The Dave Clark Five's movie Catch Us If You Can premiered in London tonight in 1965. Hard to believe that they were almost as popular as The Beatles at the time, let alone having their own movie, but the film didn't focus on the band as A Hard Day's Night had. Instead, Dave Clark, who had worked as a stuntman before the band took off, played the lead character who steals a Jaguar "E" and the leading lady from the set of a commercial they were filming, and adventure and hilarity ensues. The rest of the band are featured as "extras" or "stuntmen", and the only one who didn't get a speaking line was guitarist Lenny Davidson. The film was released in the U.S. under a different name, Having A Wild Weekend.

Having been set up by the more conservative elements of the British Press, both Mick Jagger and Keith Richards had been given lengthy prison sentences (Keith for allowing cannabis resin to be smoked on his property, Mick for possession of three Benzedrine tablets without a proper prescription...he had one, but it was from France), but public opinion had begun to turn in their favor when the music weekly Melody Maker published a rare front page editorial today in 1967 condemning the "witch hunt". Others soon chimed in, and both were released after serving only one day of their sentences, Mick in London's Brixton prison, and Keith in the more notorious Wormwood Scrubs.

Pink Floyd started their first North American tour tonight in 1968 at Chicago's influential Kinetic Playground nightclub, which also saw the likes of The Doors, Jimi Hendrix, Led Zeppelin, The Who, The Byrds, Janis Joplin, The Mothers of Invention, The Grateful Dead, MC5, Jethro Tull, Deep Purple, Iron Butterfly, Fleetwood, Vanilla Fudge, Muddy Waters and Jefferson Airplane grace it's stage.

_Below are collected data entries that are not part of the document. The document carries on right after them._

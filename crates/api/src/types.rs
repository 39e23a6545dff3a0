use std::time::{SystemTime, UNIX_EPOCH};

use serde::{Deserialize, Serialize};

use super::ids::{AgentId, ChatId, MessageId, ValidationId};

/// Default chat title used when the backend returns an empty one.
pub const DEFAULT_CHAT_TITLE: &str = "New Chat";

#[derive(Debug, Clone, Copy, PartialEq, Eq, Hash, Serialize, Deserialize)]
#[serde(rename_all = "snake_case")]
pub enum Role {
    System,
    User,
    Assistant,
}

#[derive(Debug, Clone, PartialEq, Eq, Serialize, Deserialize)]
pub struct Chat {
    pub id: ChatId,
    #[serde(default)]
    pub title: String,
    #[serde(rename = "created_at")]
    pub created_at_unix_seconds: u64,
    #[serde(default)]
    pub agent_id: Option<AgentId>,
}

impl Chat {
    pub fn display_title(&self) -> &str {
        if self.title.trim().is_empty() {
            DEFAULT_CHAT_TITLE
        } else {
            &self.title
        }
    }
}

#[derive(Debug, Clone, PartialEq, Eq, Serialize, Deserialize)]
pub struct Message {
    pub id: MessageId,
    pub chat_id: ChatId,
    pub role: Role,
    pub content: String,
    #[serde(rename = "created_at")]
    pub created_at_unix_seconds: u64,
}

impl Message {
    /// Builds a client-side message carrying a temporary id.
    pub fn temporary(chat_id: ChatId, role: Role, content: impl Into<String>) -> Self {
        Self {
            id: MessageId::temporary(),
            chat_id,
            role,
            content: content.into(),
            created_at_unix_seconds: unix_timestamp_seconds(),
        }
    }

    pub fn is_temporary(&self) -> bool {
        self.id.is_temporary()
    }
}

/// Citation record attached to an assistant response.
#[derive(Debug, Clone, PartialEq, Eq, Default, Serialize, Deserialize)]
pub struct Source {
    #[serde(default)]
    pub id: Option<String>,
    #[serde(default)]
    pub title: Option<String>,
    #[serde(default)]
    pub url: Option<String>,
    #[serde(default)]
    pub snippet: Option<String>,
}

/// Tool invocation the backend wants a human to approve before running.
#[derive(Debug, Clone, PartialEq, Serialize, Deserialize)]
pub struct ValidationRequest {
    pub id: ValidationId,
    pub tool_name: String,
    #[serde(default)]
    pub arguments: serde_json::Value,
    pub chat_id: ChatId,
    #[serde(default)]
    pub agent_id: Option<AgentId>,
}

/// Answer from the validation service after a resolving call.
#[derive(Debug, Clone, Copy, PartialEq, Eq, Serialize, Deserialize)]
pub struct ValidationOutcome {
    pub stream_active: bool,
}

/// Parameters for opening one streaming exchange.
#[derive(Debug, Clone, PartialEq, Eq, Serialize)]
pub struct ExchangeRequest {
    #[serde(skip)]
    pub chat_id: ChatId,
    pub content: String,
    pub model_id: String,
    pub agent_id: Option<AgentId>,
}

impl ExchangeRequest {
    pub fn new(
        chat_id: ChatId,
        content: impl Into<String>,
        model_id: impl Into<String>,
        agent_id: Option<AgentId>,
    ) -> Self {
        Self {
            chat_id,
            content: content.into(),
            model_id: model_id.into(),
            agent_id,
        }
    }
}

pub fn unix_timestamp_seconds() -> u64 {
    SystemTime::now()
        .duration_since(UNIX_EPOCH)
        .map(|elapsed| elapsed.as_secs())
        .unwrap_or(0)
}
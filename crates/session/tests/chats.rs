mod support;

use std::sync::Arc;

use parley_api::{AgentId, ChatId, Role};
use parley_mock::MockBackend;
use parley_session::{
    ErrorKind, SendRequest, SessionController, SessionError, SessionSettings, SettingsStore,
};
use support::{AGENT, Harness, MODEL, contents};

#[tokio::test]
async fn chats_are_listed_newest_first() {
    let backend = MockBackend::new();
    let older = backend.seed_chat("Older", None);
    let newer = backend.seed_chat("Newer", None);
    let controller = SessionController::new(Arc::new(backend), SessionSettings::default());

    let chats = controller.refresh_chats().await.expect("list chats");

    assert_eq!(
        chats.iter().map(|chat| chat.id.clone()).collect::<Vec<_>>(),
        vec![newer.id, older.id]
    );
    assert!(controller.active_chat().is_none());
    assert!(controller.render_messages().is_empty());
}

#[tokio::test]
async fn activating_a_chat_loads_its_history() {
    let backend = MockBackend::new();
    let chat = backend.seed_chat("History", Some(AgentId::new(AGENT)));
    backend.seed_message(&chat.id, Role::User, "What is Rust?");
    backend.seed_message(&chat.id, Role::Assistant, "A systems language.");
    let controller = SessionController::new(Arc::new(backend), SessionSettings::default());
    let mut snapshots = controller.subscribe();

    controller
        .set_active_chat(Some(chat.id.clone()))
        .await
        .expect("activate chat");

    let snapshot = snapshots.borrow_and_update().clone();
    assert_eq!(snapshot.active_chat, Some(chat.id));
    assert_eq!(
        contents(&snapshot),
        vec![("What is Rust?", false), ("A systems language.", false)]
    );
}

#[tokio::test]
async fn new_chat_becomes_active_and_empty() {
    let harness = Harness::new().await;

    let chat = harness
        .controller
        .create_new_chat()
        .await
        .expect("create chat");

    let snapshot = harness.controller.snapshot();
    assert_eq!(snapshot.active_chat, Some(chat.id.clone()));
    assert_eq!(snapshot.chats[0].id, chat.id);
    assert_eq!(snapshot.chats[0].display_title(), "New Chat");
    assert!(snapshot.messages.is_empty());

    let _ticket = harness
        .controller
        .send_message(SendRequest::new("Hi", MODEL).with_agent(AGENT))
        .expect("send in new chat");
    assert_eq!(
        harness.backend.opened_requests()[0].chat_id,
        chat.id
    );
}

#[tokio::test]
async fn refresh_without_active_chat_is_rejected() {
    let harness = Harness::new().await;
    harness
        .controller
        .set_active_chat(None)
        .await
        .expect("clear active chat");

    let error = harness
        .controller
        .refresh_messages()
        .await
        .expect_err("no active chat");

    assert!(matches!(error, SessionError::NoActiveChat { .. }));
    assert!(!harness.controller.stop_stream());
}

#[tokio::test]
async fn refresh_failure_surfaces_as_retryable_error() {
    let harness = Harness::new().await;
    harness.backend.fail_next_refreshes(1);

    let error = harness
        .controller
        .refresh_messages()
        .await
        .expect_err("refresh fails");

    assert_eq!(error.kind(), ErrorKind::PersistenceRefresh);
    assert!(error.is_retryable());
    harness
        .controller
        .refresh_messages()
        .await
        .expect("retry succeeds");
}

#[tokio::test]
async fn deleting_unknown_chat_reports_directory_error() {
    let harness = Harness::new().await;

    let error = harness
        .controller
        .delete_chat(&ChatId::new("chat-missing"))
        .await
        .expect_err("unknown chat");

    assert_eq!(error.kind(), ErrorKind::Backend);
    assert_eq!(harness.controller.chats().len(), 1);
}

#[test]
fn connect_rejects_invalid_base_url() {
    let dir = tempfile::tempdir().expect("tempdir");
    let store = SettingsStore::new(dir.path().join("settings.json"));
    let mut settings = SessionSettings::default();
    settings.backend.base_url = "not a url".to_string();
    store.update(settings).expect("update settings");

    let error = SessionController::connect(&store)
        .err()
        .expect("invalid url");

    assert!(matches!(error, SessionError::BackendSetup { .. }));
}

Marianne Faithful collapsed on the set of the movie Ned Kelly today in 1969, and was rushed to a Sydney hospital. She had come to Australia with boyfriend Mick Jagger to star opposite him as the female lead, but the two were in the midst of breaking up, and she'd taken an overdose of sleeping pills. Marianne was replaced by an Australian actress, and Mick, amid public protest that a dirtbag rock and roller was playing one of Australia's most beloved folk-heroes, was widely panned....along with the film...when it was released the next year.

A small riot broke out at a Mott The Hoople show at London's Royal Albert Hall tonight in 1971. The band ponied up £1,467 to cover damages to the facility, but the then-hundred-year-old British landmark banned rock shows for quite a while after that.

Athens Georgia "new-wave" band The B-52's made their British debut at the Lyceum Ballroom in London tonight in 1979. John Lennon was both bewildered and excited by the group's success, encouraged that with the squeaking and shrieking noises made by singers Kate Pierson and Cindy Wilson on their hit Rock Lobster, the public might be ready for more of the same from Yoko Ono (he never understood why her work hadn't been more popular). The B-52's are still together, and don't appear to be playing our area this summer, but they will be down in Portland in Zeptember.

Queen guitarist Brian May made a donation of an undisclosed but "substantial" sum today in 2006 to stop the slaughter of Hedgehogs in the outer Hebrides Islands in Scotland.

Rock and Roll Birthdays

The Allman Brothers Band's first drummer (Butch Trucks was added later for their famous two-drummer lineup) Jai Johanny "Jaimoe" Johanson is 74.